RECORDS SUPPLIED –
//! Binary entrypoint for the Pawpad CLI.
//!
//! Commands:
//! - `init` - create a starter `config.toml` and catalog seed data
//! - `status` - print document statistics
//! - `console` - interactive chat session against the local data file
//!
//! See the library crate docs for module-level details: `pawpad::`.
use std::path::Path;

use anyhow::{Context, Result};
use clap::{Parser, Subcommand};
use log::{info, warn};

use pawpad::config::Config;
use pawpad::pets::{load_catalog_from_json, starter_catalog, ChatProcessor, ChatUser, PetService};
use pawpad::store::JsonFileStore;
use pawpad::validation::validate_user_id;

#[derive(Parser)]
#[command(name = "pawpad")]
#[command(about = "A virtual pet companion for chat bots and web front-ends")]
#[command(version)]
struct Cli {
    #[command(subcommand)]
    command: Commands,

    /// Configuration file path (can be used before or after subcommand)
    #[arg(short, long, default_value = "config.toml", global = true)]
    config: String,

    /// Verbose logging (-v, -vv for more; may appear before or after subcommand)
    #[arg(short, long, action = clap::ArgAction::Count, global = true)]
    verbose: u8,
}

#[derive(Subcommand)]
enum Commands {
    /// Initialize a starter configuration and seed data
    Init,
    /// Show document statistics
    Status,
    /// Open an interactive chat session on stdin
    Console {
        /// User id to act as (string form of a platform numeric id)
        #[arg(long, default_value = "1")]
        user_id: String,
        /// Display name for first-contact registration
        #[arg(long, default_value = "console")]
        username: String,
    },
}

#[tokio::main]
async fn main() -> Result<()> {
    let cli = Cli::parse();

    let pre_config = match cli.command {
        Commands::Init => None,
        _ => Config::load(&cli.config).await.ok(),
    };
    init_logging(&pre_config, cli.verbose);

    match cli.command {
        Commands::Init => init_workspace(&cli.config).await,
        Commands::Status => {
            let config = Config::load(&cli.config).await?;
            show_status(&config).await
        }
        Commands::Console { user_id, username } => {
            let config = Config::load(&cli.config).await?;
            run_console(&config, &user_id, &username).await
        }
    }
}

fn init_logging(config: &Option<Config>, verbose: u8) {
    let base_level = config
        .as_ref()
        .map(|c| c.logging.level.clone())
        .unwrap_or_else(|| "info".to_string());
    let level = match verbose {
        0 => base_level,
        1 => "debug".to_string(),
        _ => "trace".to_string(),
    };

    let mut builder =
        env_logger::Builder::from_env(env_logger::Env::default().default_filter_or(level));
    if !atty::is(atty::Stream::Stderr) {
        // No TTY (daemonized / piped): drop colors so the log file stays clean
        builder.write_style(env_logger::WriteStyle::Never);
    }
    let _ = builder.try_init();
}

/// Write a starter config and seed the catalog into the data file.
async fn init_workspace(config_path: &str) -> Result<()> {
    Config::create_default(config_path)
        .await
        .with_context(|| format!("creating {}", config_path))?;
    println!("Created {}", config_path);

    let config = Config::load(config_path).await?;

    let seeds_dir = Path::new(&config.storage.seeds_dir);
    tokio::fs::create_dir_all(seeds_dir).await?;
    let seed_file = seeds_dir.join("catalog.json");
    if !seed_file.exists() {
        let seeds: Vec<serde_json::Value> = starter_catalog()
            .into_iter()
            .map(|(key, entry)| {
                serde_json::json!({
                    "key": key,
                    "name": entry.name,
                    "price": entry.price,
                    "animation": entry.animation,
                })
            })
            .collect();
        tokio::fs::write(&seed_file, serde_json::to_string_pretty(&seeds)?).await?;
        println!("Created {}", seed_file.display());
    }

    let service = build_service(&config);
    let inserted = service.seed_catalog(load_seed_catalog(&config)).await?;
    if inserted > 0 {
        info!("seeded catalog with {} entries", inserted);
    }
    println!("Pawpad is ready. Try: pawpad console");
    Ok(())
}

async fn show_status(config: &Config) -> Result<()> {
    let service = build_service(config);
    let stats = service.stats().await?;
    println!("{}", config.app.name);
    println!("  data file:       {}", config.storage.data_file);
    println!("  users:           {}", stats.users);
    println!("  catalog entries: {}", stats.catalog_entries);
    println!("  pets owned:      {}", stats.pets_owned);
    Ok(())
}

/// Interactive stdin chat session, a local stand-in for the bot binding.
async fn run_console(config: &Config, user_id: &str, username: &str) -> Result<()> {
    use tokio::io::{AsyncBufReadExt, BufReader};

    let user_id = validate_user_id(user_id)
        .map_err(|e| anyhow::anyhow!("--user-id: {}", e))?
        .to_string();

    let service = build_service(config);
    let seeded = service.seed_catalog(load_seed_catalog(config)).await?;
    if seeded > 0 {
        info!("seeded catalog with {} entries", seeded);
    }

    let processor = ChatProcessor::new(service, &config.app.greeting);
    let user = ChatUser::new(user_id, Some(username));

    println!("{} console. Type HELP for commands, ctrl-d to leave.", config.app.name);
    let mut lines = BufReader::new(tokio::io::stdin()).lines();
    while let Some(line) = lines.next_line().await? {
        if line.trim().is_empty() {
            continue;
        }
        let reply = processor.process(&user, &line).await;
        println!("{}", reply);
    }
    println!("Bye!");
    Ok(())
}

fn build_service(config: &Config) -> PetService<JsonFileStore> {
    PetService::new(JsonFileStore::new(&config.storage.data_file))
}

/// Seed catalog from `seeds_dir/catalog.json`, falling back to the built-in
/// starter set when the file is absent or unreadable.
fn load_seed_catalog(
    config: &Config,
) -> std::collections::BTreeMap<String, pawpad::pets::CatalogEntry> {
    let seed_file = Path::new(&config.storage.seeds_dir).join("catalog.json");
    match load_catalog_from_json(&seed_file) {
        Ok(catalog) if !catalog.is_empty() => catalog,
        Ok(_) => {
            warn!("{} holds no usable entries, using built-ins", seed_file.display());
            starter_catalog()
        }
        Err(e) => {
            info!(
                "seed file {} not loaded ({}), using built-ins",
                seed_file.display(),
                e
            );
            starter_catalog()
        }
    }
}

TASK STATEMENT – Word for word, copy out the data.

OUTPUT FOR THIS TASK –
//! Binary entrypoint for the Pawpad CLI.
//!
//! Commands:
//! - `init` - create a starter `config.toml` and catalog seed data
//! - `status` - print document statistics
//! - `console` - interactive chat session against the local data file
//!
//! See the library crate docs for module-level details: `pawpad::`.
use std::path::Path;

use anyhow::{Context, Result};
use clap::{Parser, Subcommand};
use log::{info, warn};

use pawpad::config::Config;
use pawpad::pets::{load_catalog_from_json, starter_catalog, ChatProcessor, ChatUser, PetService};
use pawpad::store::JsonFileStore;
use pawpad::validation::validate_user_id;

#[derive(Parser)]
#[command(name = "pawpad")]
#[command(about = "A virtual pet companion for chat bots and web front-ends")]
#[command(version)]
struct Cli {
    #[command(subcommand)]
    command: Commands,

    /// Configuration file path (can be used before or after subcommand)
    #[arg(short, long, default_value = "config.toml", global = true)]
    config: String,

    /// Verbose logging (-v, -vv for more; may appear before or after subcommand)
    #[arg(short, long, action = clap::ArgAction::Count, global = true)]
    verbose: u8,
}

#[derive(Subcommand)]
enum Commands {
    /// Initialize a starter configuration and seed data
    Init,
    /// Show document statistics
    Status,
    /// Open an interactive chat session on stdin
    Console {
        /// User id to act as (string form of a platform numeric id)
        #[arg(long, default_value = "1")]
        user_id: String,
        /// Display name for first-contact registration
        #[arg(long, default_value = "console")]
        username: String,
    },
}

#[tokio::main]
async fn main() -> Result<()> {
    let cli = Cli::parse();

    let pre_config = match cli.command {
        Commands::Init => None,
        _ => Config::load(&cli.config).await.ok(),
    };
    init_logging(&pre_config, cli.verbose);

    match cli.command {
        Commands::Init => init_workspace(&cli.config).await,
        Commands::Status => {
            let config = Config::load(&cli.config).await?;
            show_status(&config).await
        }
        Commands::Console { user_id, username } => {
            let config = Config::load(&cli.config).await?;
            run_console(&config, &user_id, &username).await
        }
    }
}

fn init_logging(config: &Option<Config>, verbose: u8) {
    let base_level = config
        .as_ref()
        .map(|c| c.logging.level.clone())
        .unwrap_or_else(|| "info".to_string());
    let level = match verbose {
        0 => base_level,
        1 => "debug".to_string(),
        _ => "trace".to_string(),
    };

    let mut builder =
        env_logger::Builder::from_env(env_logger::Env::default().default_filter_or(level));
    if !atty::is(atty::Stream::Stderr) {
        // No TTY (daemonized / piped): drop colors so the log file stays clean
        builder.write_style(env_logger::WriteStyle::Never);
    }
    let _ = builder.try_init();
}

/// Write a starter config and seed the catalog into the data file.
async fn init_workspace(config_path: &str) -> Result<()> {
    Config::create_default(config_path)
        .await
        .with_context(|| format!("creating {}", config_path))?;
    println!("Created {}", config_path);

    let config = Config::load(config_path).await?;

    let seeds_dir = Path::new(&config.storage.seeds_dir);
    tokio::fs::create_dir_all(seeds_dir).await?;
    let seed_file = seeds_dir.join("catalog.json");
    if !seed_file.exists() {
        let seeds: Vec<serde_json::Value> = starter_catalog()
            .into_iter()
            .map(|(key, entry)| {
                serde_json::json!({
                    "key": key,
                    "name": entry.name,
                    "price": entry.price,
                    "animation": entry.animation,
                })
            })
            .collect();
        tokio::fs::write(&seed_file, serde_json::to_string_pretty(&seeds)?).await?;
        println!("Created {}", seed_file.display());
    }

    let service = build_service(&config);
    let inserted = service.seed_catalog(load_seed_catalog(&config)).await?;
    if inserted > 0 {
        info!("seeded catalog with {} entries", inserted);
    }
    println!("Pawpad is ready. Try: pawpad console");
    Ok(())
}

async fn show_status(config: &Config) -> Result<()> {
    let service = build_service(config);
    let stats = service.stats().await?;
    println!("{}", config.app.name);
    println!("  data file:       {}", config.storage.data_file);
    println!("  users:           {}", stats.users);
    println!("  catalog entries: {}", stats.catalog_entries);
    println!("  pets owned:      {}", stats.pets_owned);
    Ok(())
}

/// Interactive stdin chat session, a local stand-in for the bot binding.
async fn run_console(config: &Config, user_id: &str, username: &str) -> Result<()> {
    use tokio::io::{AsyncBufReadExt, BufReader};

    let user_id = validate_user_id(user_id)
        .map_err(|e| anyhow::anyhow!("--user-id: {}", e))?
        .to_string();

    let service = build_service(config);
    let seeded = service.seed_catalog(load_seed_catalog(config)).await?;
    if seeded > 0 {
        info!("seeded catalog with {} entries", seeded);
    }

    let processor = ChatProcessor::new(service, &config.app.greeting);
    let user = ChatUser::new(user_id, Some(username));

    println!("{} console. Type HELP for commands, ctrl-d to leave.", config.app.name);
    let mut lines = BufReader::new(tokio::io::stdin()).lines();
    while let Some(line) = lines.next_line().await? {
        if line.trim().is_empty() {
            continue;
        }
        let reply = processor.process(&user, &line).await;
        println!("{}", reply);
    }
    println!("Bye!");
    Ok(())
}

fn build_service(config: &Config) -> PetService<JsonFileStore> {
    PetService::new(JsonFileStore::new(&config.storage.data_file))
}

/// Seed catalog from `seeds_dir/catalog.json`, falling back to the built-in
/// starter set when the file is absent or unreadable.
fn load_seed_catalog(
    config: &Config,
) -> std::collections::BTreeMap<String, pawpad::pets::CatalogEntry> {
    let seed_file = Path::new(&config.storage.seeds_dir).join("catalog.json");
    match load_catalog_from_json(&seed_file) {
        Ok(catalog) if !catalog.is_empty() => catalog,
        Ok(_) => {
            warn!("{} holds no usable entries, using built-ins", seed_file.display());
            starter_catalog()
        }
        Err(e) => {
            info!(
                "seed file {} not loaded ({}), using built-ins",
                seed_file.display(),
                e
            );
            starter_catalog()
        }
    }
}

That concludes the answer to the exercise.